I just keep telling myself that slowly but surely it is all going to fall into place. At first I want to escape that thought, dismiss it, and tell myself that if i continue to think that the right time is in the future, and not in the present, i won't get anywhere. But truthfully, I don't think the time is right now. I am still in the process of figuring out who I am. and again, truthfully, I have absolutely NO idea who that is. Slowly, I am beginning to gather thoughts, goals, pictures, role models of things I want to do, qualities I want to possess, ways I want to dress and act. But this can't all happen over night. This is a process.

a process is PROGRESS.

It is, however, terribly frightening and scary to me to think about easy it is to escape reality and to live without living. I mean, fuck, I've done it for so long and I didn't even realize what I was doing! I kept doing it while thinking I had addressed the problem. Isn't that just fucking pathetic? I spent all this time just sitting way far down in a rabbit hole doing NOTHING with my time but staring blankly at the walls of my brain, waiting for answers that I knew, but didn't want to admit to myself, were not going to sprout in my small, dark, little brain garden. I mean seriously...wouldn't any normal person have realized that about, what, like, uh, YEARS ago? I don't understand why it's taken me so long to realize that I need to snap the fuck out of it. Actually, I think what did me in was a comment I received from someone.
He said to me, "You are a brain in a vat, Madi."
This was actually incredibly debilitating and I was even kind of mad that he had said that to me. That's not really a nice statement, let alone one I want to hear. But then I realized, or rather, starting thinking...all this time I have been living in my head and it really has been showing. Think about it. I have exterted such small amounts of external energy. I have not tried to show people I am. I have not tried to delve into something new to explore a talent. I have not gone out of my way to talk to people I know I would enjoy and vise versa. All this time I have been waiting around for others to supply the energy for me because I was too unsure of my own thoughts, actions, wants, goals, etc. But the reason I felt/feel t his way is because I have never gone out on a limb and done it myself. I have never really done anything soley just for or by myself. It was always been due to someone else's influence or well being or choice. I follow what others do, not lead the way for the people. And that isn't necessarily a bad thing, but i've been hiding behind all of these walls for so long that I was seriously blinded to what life is like without them. I stopped looking at these walls as walls and started to just view them as the person I was/am eternally meant to become.

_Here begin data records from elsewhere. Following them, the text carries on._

use axum::{
    Extension, Json,
    extract::{State, rejection::JsonRejection},
};
use axum_extra::extract::cookie::{Cookie, CookieJar, SameSite};
use sea_orm::{ActiveModelTrait, ColumnTrait, Condition, EntityTrait, QueryFilter, Set};
use serde::{Deserialize, Serialize};
use uuid::Uuid;
use vidtube_db::entities::users;
use vidtube_session::{SessionConfig, TokenPair};

use crate::error::ApiError;
use crate::password::{MIN_PASSWORD_LEN, hash_password, verify_password};
use crate::response::{ApiResponse, ApiResult};
use crate::security::AuthUser;
use crate::state::AppState;
use crate::users::UserView;
use crate::validate::Required;

pub const ACCESS_COOKIE_NAME: &str = "accessToken";
pub const REFRESH_COOKIE_NAME: &str = "refreshToken";

fn cookie_base(name: &'static str, value: String) -> Cookie<'static> {
    let mut c = Cookie::new(name, value);
    c.set_http_only(true);
    c.set_secure(true);
    c.set_same_site(SameSite::Lax);
    c.set_path("/");
    c
}

fn clear_cookie(name: &'static str) -> Cookie<'static> {
    let mut c = cookie_base(name, String::new());
    c.make_removal();
    c
}

fn with_session_cookies(jar: CookieJar, pair: &TokenPair, config: &SessionConfig) -> CookieJar {
    let mut access = cookie_base(ACCESS_COOKIE_NAME, pair.access_token.clone());
    access.set_max_age(config.access_ttl);
    let mut refresh = cookie_base(REFRESH_COOKIE_NAME, pair.refresh_token.clone());
    refresh.set_max_age(config.refresh_ttl);
    jar.add(access).add(refresh)
}

#[derive(Debug, Default, Deserialize)]
#[serde(rename_all = "camelCase", default)]
pub struct RegisterRequest {
    pub user_name: Option<String>,
    pub email: Option<String>,
    pub full_name: Option<String>,
    pub password: Option<String>,
    pub avatar: Option<String>,
    pub cover_image: Option<String>,
}

pub async fn register(
    State(state): State<AppState>,
    payload: Result<Json<RegisterRequest>, JsonRejection>,
) -> ApiResult<UserView> {
    let Json(input) = payload?;

    let mut required = Required::new();
    let username = required.take("userName", input.user_name).trim().to_lowercase();
    let email = required.take("email", input.email).trim().to_lowercase();
    let full_name = required.take("fullName", input.full_name).trim().to_string();
    let password = required.take("password", input.password);
    let avatar = required.take("avatar", input.avatar).trim().to_string();
    let cover_image = required.take("coverImage", input.cover_image).trim().to_string();
    required.finish()?;

    if password.chars().count() < MIN_PASSWORD_LEN {
        return Err(ApiError::bad_request(format!(
            "Password must be at least {MIN_PASSWORD_LEN} characters"
        )));
    }

    let db = &*state.db;
    let existing = users::Entity::find()
        .filter(
            Condition::any()
                .add(users::Column::Username.eq(username.clone()))
                .add(users::Column::Email.eq(email.clone())),
        )
        .one(db)
        .await?;
    if existing.is_some() {
        return Err(ApiError::conflict("User with email or username already exists"));
    }

    let now = chrono::Utc::now();
    let user = users::ActiveModel {
        id: Set(Uuid::new_v4()),
        username: Set(username),
        email: Set(email),
        full_name: Set(full_name),
        avatar: Set(avatar),
        cover_image: Set(Some(cover_image)),
        password_hash: Set(hash_password(&password)?),
        refresh_token: Set(None),
        created_at: Set(now.into()),
        updated_at: Set(now.into()),
    }
    .insert(db)
    .await?;

    tracing::info!(user_id = %user.id, username = %user.username, "user registered");
    Ok(ApiResponse::created(user.into(), "User registered successfully"))
}

#[derive(Debug, Default, Deserialize)]
#[serde(rename_all = "camelCase", default)]
pub struct LoginRequest {
    pub user_name: Option<String>,
    pub email: Option<String>,
    pub password: Option<String>,
}

#[derive(Debug, Serialize)]
#[serde(rename_all = "camelCase")]
pub struct LoginResponse {
    pub user: UserView,
    pub access_token: String,
    pub refresh_token: String,
}

pub async fn login(
    State(state): State<AppState>,
    jar: CookieJar,
    payload: Result<Json<LoginRequest>, JsonRejection>,
) -> Result<(CookieJar, ApiResponse<LoginResponse>), ApiError> {
    let Json(input) = payload?;

    let username = input
        .user_name
        .map(|v| v.trim().to_lowercase())
        .filter(|v| !v.is_empty());
    let email = input
        .email
        .map(|v| v.trim().to_lowercase())
        .filter(|v| !v.is_empty());
    if username.is_none() && email.is_none() {
        return Err(ApiError::bad_request("Username or email is required"));
    }
    let password = input
        .password
        .filter(|v| !v.is_empty())
        .ok_or_else(|| ApiError::bad_request("Password is required"))?;

    let mut by_name_or_email = Condition::any();
    if let Some(username) = username {
        by_name_or_email = by_name_or_email.add(users::Column::Username.eq(username));
    }
    if let Some(email) = email {
        by_name_or_email = by_name_or_email.add(users::Column::Email.eq(email));
    }

    let user = users::Entity::find()
        .filter(by_name_or_email)
        .one(&*state.db)
        .await?
        .ok_or_else(|| ApiError::unauthorized("Invalid user credentials"))?;

    if !verify_password(&user.password_hash, &password) {
        tracing::info!(user_id = %user.id, "login rejected");
        return Err(ApiError::unauthorized("Invalid user credentials"));
    }

    let pair = state.sessions.issue(user.id).await?;
    let jar = with_session_cookies(jar, &pair, state.sessions.config());

    tracing::info!(user_id = %user.id, "user logged in");
    Ok((
        jar,
        ApiResponse::ok(
            LoginResponse {
                user: user.into(),
                access_token: pair.access_token,
                refresh_token: pair.refresh_token,
            },
            "User logged in successfully",
        ),
    ))
}

pub async fn logout(
    State(state): State<AppState>,
    Extension(me): Extension<AuthUser>,
    jar: CookieJar,
) -> Result<(CookieJar, ApiResponse<()>), ApiError> {
    state.sessions.revoke(me.id()).await?;

    let jar = jar
        .add(clear_cookie(ACCESS_COOKIE_NAME))
        .add(clear_cookie(REFRESH_COOKIE_NAME));

    tracing::info!(user_id = %me.id(), "user logged out");
    Ok((jar, ApiResponse::ok((), "User logged out")))
}

#[derive(Debug, Default, Deserialize)]
#[serde(rename_all = "camelCase", default)]
pub struct RefreshRequest {
    pub refresh_token: Option<String>,
}

pub async fn refresh_token(
    State(state): State<AppState>,
    jar: CookieJar,
    body: Option<Json<RefreshRequest>>,
) -> Result<(CookieJar, ApiResponse<TokenPair>), ApiError> {
    let presented = jar
        .get(REFRESH_COOKIE_NAME)
        .map(|c| c.value().to_string())
        .filter(|v| !v.is_empty())
        .or_else(|| body.and_then(|Json(b)| b.refresh_token));

    let pair = state.sessions.rotate(presented.as_deref()).await?;
    let jar = with_session_cookies(jar, &pair, state.sessions.config());

    Ok((jar, ApiResponse::ok(pair, "Access token refreshed")))
}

But, I mean, you see how wrong that is, right?
Do you realize how easy it was, and still is, for me to just lock myself into my mental cage and never let myself out? it's so fucked up. I literally had to remind myself one day that I am more than just a bundle of negative, spiraling thoughts whirling around and housed in a circular hair holding container. I had, and HAVE to remind myself that I am a brain and I am a body.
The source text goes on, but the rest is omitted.